The answer is a single number: the count of lines below in which the word "evaluate" appears.
*** Listed entries ***
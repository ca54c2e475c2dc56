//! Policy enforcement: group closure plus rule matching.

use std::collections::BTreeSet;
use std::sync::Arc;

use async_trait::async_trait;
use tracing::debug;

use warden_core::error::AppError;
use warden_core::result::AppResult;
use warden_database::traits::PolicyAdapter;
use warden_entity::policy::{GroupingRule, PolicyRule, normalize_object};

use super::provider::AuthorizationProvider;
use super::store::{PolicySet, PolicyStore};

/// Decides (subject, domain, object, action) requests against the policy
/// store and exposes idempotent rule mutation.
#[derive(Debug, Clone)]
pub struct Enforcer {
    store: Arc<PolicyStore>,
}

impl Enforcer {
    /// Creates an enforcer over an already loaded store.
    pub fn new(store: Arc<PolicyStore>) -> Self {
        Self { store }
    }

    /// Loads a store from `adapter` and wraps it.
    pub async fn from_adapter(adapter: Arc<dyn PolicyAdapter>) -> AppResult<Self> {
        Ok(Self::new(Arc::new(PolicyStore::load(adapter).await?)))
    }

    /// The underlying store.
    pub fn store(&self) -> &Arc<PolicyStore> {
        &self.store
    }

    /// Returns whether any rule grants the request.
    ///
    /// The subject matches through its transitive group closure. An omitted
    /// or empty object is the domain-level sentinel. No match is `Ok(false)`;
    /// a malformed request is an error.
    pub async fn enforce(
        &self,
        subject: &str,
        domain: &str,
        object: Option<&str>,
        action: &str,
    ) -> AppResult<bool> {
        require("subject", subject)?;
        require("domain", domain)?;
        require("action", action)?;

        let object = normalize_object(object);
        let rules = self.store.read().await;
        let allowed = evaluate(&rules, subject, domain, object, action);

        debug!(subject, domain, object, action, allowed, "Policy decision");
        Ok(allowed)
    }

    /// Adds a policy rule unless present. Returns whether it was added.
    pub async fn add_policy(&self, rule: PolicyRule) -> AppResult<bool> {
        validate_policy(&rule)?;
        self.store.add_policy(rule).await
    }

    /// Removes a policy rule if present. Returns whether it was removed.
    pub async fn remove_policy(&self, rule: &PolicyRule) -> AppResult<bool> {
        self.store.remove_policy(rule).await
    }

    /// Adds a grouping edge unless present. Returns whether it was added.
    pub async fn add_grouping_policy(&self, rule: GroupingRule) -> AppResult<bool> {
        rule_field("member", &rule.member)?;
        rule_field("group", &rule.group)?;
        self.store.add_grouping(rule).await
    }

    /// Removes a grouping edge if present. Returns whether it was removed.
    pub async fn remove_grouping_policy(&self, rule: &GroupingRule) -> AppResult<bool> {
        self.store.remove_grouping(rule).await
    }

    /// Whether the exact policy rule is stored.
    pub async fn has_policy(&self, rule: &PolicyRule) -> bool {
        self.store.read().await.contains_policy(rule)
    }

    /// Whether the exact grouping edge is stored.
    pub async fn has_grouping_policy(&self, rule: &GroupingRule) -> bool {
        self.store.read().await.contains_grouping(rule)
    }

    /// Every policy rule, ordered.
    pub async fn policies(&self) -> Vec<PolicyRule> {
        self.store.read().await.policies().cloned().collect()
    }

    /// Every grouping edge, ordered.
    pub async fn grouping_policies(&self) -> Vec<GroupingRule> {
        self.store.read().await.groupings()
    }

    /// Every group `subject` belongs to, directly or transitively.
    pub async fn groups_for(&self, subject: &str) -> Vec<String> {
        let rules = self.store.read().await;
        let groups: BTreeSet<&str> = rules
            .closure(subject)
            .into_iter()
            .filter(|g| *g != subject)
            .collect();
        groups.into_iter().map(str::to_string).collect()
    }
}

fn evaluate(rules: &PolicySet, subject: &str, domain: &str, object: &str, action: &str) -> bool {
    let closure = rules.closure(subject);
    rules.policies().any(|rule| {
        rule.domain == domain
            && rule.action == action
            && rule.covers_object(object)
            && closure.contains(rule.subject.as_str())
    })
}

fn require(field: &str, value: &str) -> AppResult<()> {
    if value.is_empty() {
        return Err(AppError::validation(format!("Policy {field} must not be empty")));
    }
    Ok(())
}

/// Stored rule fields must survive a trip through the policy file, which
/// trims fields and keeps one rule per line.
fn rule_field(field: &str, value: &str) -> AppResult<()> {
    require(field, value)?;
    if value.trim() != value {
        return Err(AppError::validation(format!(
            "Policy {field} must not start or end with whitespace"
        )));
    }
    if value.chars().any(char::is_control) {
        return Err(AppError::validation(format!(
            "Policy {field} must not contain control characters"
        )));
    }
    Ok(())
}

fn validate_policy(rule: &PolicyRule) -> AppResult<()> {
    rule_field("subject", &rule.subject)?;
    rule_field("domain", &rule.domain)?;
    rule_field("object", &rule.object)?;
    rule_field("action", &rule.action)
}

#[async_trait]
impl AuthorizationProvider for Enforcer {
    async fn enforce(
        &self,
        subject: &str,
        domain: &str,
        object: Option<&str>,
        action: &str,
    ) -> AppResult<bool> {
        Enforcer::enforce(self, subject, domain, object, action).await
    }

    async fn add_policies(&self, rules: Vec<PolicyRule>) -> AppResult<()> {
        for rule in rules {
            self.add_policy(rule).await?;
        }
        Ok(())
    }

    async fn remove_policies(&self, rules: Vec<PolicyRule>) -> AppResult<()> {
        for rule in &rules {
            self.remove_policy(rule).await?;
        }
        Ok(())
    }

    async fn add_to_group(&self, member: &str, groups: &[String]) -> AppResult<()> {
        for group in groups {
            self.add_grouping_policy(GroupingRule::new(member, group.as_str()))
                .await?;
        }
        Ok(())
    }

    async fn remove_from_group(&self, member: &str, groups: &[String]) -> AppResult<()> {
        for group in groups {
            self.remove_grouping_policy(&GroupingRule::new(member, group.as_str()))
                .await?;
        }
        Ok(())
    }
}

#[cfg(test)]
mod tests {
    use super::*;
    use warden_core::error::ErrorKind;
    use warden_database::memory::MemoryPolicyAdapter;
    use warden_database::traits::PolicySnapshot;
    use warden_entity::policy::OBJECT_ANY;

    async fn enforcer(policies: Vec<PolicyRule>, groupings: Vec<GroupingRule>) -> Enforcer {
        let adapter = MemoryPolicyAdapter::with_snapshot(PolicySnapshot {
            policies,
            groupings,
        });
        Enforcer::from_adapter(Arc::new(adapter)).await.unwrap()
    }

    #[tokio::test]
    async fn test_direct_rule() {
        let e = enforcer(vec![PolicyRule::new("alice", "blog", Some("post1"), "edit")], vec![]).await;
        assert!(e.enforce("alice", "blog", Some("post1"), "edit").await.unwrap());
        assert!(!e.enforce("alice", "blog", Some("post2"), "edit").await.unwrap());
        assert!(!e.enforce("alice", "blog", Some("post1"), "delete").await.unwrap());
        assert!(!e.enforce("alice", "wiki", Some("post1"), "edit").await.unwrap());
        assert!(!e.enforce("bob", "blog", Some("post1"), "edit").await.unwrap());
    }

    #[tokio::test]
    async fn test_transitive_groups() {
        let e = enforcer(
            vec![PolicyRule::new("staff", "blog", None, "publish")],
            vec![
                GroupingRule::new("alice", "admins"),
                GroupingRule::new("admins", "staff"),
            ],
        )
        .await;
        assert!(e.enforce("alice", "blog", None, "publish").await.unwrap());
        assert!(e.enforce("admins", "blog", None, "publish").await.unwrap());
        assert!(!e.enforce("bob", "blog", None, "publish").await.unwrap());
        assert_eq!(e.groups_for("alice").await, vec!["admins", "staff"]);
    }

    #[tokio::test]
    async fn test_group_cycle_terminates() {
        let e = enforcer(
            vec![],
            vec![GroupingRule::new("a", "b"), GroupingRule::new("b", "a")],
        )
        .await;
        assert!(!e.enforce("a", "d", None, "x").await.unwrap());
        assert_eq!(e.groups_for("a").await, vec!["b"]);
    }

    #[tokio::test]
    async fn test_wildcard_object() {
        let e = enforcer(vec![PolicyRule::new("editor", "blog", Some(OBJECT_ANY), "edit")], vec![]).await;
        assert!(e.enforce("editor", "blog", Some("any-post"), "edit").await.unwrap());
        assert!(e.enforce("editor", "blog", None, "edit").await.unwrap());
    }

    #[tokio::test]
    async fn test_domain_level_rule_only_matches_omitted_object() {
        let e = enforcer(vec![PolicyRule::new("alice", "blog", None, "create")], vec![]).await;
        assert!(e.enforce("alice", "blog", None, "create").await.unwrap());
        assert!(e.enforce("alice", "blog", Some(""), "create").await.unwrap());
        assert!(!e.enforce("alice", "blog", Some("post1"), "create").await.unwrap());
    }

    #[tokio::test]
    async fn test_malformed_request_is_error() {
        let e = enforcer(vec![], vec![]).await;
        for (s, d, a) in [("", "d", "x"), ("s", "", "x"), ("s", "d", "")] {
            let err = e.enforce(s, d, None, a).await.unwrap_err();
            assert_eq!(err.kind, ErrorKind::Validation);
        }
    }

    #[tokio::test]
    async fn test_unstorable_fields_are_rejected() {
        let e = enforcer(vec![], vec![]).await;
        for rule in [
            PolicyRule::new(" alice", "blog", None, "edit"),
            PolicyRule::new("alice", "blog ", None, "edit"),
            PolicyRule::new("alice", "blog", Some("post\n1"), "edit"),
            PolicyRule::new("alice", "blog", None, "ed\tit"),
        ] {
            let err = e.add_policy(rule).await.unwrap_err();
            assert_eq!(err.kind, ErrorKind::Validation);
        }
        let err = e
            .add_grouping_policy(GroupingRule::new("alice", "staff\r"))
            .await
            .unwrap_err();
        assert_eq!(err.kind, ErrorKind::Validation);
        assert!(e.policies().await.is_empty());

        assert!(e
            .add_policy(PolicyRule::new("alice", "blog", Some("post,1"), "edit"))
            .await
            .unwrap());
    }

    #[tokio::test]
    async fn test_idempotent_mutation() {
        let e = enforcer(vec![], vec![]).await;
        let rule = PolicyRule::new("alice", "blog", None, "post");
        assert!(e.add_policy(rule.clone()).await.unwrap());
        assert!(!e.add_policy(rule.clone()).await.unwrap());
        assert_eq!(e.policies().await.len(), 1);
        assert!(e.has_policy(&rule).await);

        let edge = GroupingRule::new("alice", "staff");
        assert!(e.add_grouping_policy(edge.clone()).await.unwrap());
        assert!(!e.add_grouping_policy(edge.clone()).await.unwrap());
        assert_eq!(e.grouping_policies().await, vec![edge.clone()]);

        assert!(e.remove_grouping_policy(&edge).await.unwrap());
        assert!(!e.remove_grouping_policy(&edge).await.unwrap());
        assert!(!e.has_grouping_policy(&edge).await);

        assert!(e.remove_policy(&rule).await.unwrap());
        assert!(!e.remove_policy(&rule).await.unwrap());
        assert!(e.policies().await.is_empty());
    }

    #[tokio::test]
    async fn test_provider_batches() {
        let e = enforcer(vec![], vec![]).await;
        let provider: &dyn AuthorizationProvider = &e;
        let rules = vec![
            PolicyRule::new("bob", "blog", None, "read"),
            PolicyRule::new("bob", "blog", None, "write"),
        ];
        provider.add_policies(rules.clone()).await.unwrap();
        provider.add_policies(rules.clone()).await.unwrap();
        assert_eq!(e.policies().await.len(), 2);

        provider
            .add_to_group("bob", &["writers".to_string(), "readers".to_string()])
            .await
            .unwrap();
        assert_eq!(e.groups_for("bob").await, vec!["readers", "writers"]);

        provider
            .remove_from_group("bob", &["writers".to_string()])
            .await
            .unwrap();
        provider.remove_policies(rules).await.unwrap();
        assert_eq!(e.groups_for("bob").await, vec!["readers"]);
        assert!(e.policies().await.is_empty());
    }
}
*** End of Listed entries ***
*** Listed entries ***
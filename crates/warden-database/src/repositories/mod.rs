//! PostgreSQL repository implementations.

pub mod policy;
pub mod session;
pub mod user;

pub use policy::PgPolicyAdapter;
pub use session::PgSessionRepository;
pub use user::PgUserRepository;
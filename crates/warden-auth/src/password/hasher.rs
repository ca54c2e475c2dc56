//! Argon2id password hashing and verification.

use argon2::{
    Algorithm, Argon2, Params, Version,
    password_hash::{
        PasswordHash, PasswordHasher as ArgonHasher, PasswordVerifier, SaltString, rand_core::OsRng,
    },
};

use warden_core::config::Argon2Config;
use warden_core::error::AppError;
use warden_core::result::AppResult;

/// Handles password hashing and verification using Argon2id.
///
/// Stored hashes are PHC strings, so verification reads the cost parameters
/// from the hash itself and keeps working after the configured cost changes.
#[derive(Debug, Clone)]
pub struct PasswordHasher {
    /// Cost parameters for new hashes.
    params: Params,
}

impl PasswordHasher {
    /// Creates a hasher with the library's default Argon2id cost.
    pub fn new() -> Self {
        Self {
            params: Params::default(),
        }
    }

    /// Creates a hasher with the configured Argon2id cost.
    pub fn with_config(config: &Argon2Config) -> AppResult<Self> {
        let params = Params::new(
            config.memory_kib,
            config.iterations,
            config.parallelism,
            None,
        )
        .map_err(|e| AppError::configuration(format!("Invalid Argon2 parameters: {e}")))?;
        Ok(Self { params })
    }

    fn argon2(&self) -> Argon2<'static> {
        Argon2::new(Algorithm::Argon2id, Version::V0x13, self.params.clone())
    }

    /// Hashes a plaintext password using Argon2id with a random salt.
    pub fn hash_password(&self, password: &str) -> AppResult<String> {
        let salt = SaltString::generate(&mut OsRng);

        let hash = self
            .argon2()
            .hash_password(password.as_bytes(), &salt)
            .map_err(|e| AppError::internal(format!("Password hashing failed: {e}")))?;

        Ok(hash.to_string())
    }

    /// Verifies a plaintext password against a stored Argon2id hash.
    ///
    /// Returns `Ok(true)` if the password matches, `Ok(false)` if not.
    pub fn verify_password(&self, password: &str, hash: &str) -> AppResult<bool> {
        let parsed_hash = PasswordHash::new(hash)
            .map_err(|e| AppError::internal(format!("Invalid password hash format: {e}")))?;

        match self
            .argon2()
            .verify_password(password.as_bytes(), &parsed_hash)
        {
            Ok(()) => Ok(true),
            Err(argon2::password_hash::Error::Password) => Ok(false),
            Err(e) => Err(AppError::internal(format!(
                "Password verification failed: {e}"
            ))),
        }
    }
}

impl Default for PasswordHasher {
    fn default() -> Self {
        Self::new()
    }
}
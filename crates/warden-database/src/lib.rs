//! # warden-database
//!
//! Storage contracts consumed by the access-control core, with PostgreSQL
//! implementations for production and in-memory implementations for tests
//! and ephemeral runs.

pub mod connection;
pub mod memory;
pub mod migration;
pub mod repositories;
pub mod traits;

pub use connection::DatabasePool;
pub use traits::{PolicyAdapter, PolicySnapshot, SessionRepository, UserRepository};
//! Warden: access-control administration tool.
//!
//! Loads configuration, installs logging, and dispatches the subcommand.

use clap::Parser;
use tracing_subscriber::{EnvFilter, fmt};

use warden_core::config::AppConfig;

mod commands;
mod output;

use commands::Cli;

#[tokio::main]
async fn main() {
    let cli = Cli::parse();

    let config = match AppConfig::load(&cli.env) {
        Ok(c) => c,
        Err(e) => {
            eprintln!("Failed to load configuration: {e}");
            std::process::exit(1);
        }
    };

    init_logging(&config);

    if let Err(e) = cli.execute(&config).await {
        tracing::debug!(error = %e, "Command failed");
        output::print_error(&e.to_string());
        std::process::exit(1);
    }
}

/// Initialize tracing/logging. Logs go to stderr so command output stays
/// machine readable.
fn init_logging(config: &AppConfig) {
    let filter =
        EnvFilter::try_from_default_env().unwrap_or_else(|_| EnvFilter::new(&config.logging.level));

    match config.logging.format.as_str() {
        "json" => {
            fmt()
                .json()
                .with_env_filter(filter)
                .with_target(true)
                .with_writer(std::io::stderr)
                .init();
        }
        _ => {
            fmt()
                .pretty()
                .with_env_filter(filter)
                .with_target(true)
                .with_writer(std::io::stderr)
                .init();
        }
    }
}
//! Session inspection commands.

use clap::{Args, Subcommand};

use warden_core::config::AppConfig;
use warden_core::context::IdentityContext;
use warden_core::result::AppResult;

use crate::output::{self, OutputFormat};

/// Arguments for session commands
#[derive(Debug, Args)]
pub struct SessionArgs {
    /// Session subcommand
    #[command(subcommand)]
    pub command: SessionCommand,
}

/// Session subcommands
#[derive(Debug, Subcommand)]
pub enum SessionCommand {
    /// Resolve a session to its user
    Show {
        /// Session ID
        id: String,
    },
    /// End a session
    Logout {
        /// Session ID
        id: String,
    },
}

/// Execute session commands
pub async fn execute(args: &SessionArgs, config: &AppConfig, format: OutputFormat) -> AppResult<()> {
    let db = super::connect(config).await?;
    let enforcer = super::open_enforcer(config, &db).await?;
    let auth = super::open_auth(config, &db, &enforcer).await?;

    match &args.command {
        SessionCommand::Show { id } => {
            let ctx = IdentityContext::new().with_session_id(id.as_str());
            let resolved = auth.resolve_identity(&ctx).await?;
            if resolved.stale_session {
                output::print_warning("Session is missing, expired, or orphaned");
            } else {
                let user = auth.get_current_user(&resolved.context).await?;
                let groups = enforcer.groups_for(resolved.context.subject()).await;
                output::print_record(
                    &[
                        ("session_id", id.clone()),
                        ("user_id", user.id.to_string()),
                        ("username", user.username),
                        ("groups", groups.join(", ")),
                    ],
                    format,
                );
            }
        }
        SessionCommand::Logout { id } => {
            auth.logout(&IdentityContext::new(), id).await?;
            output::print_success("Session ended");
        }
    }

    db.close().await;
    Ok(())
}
*** End of Listed entries ***
§ **Answer section**
2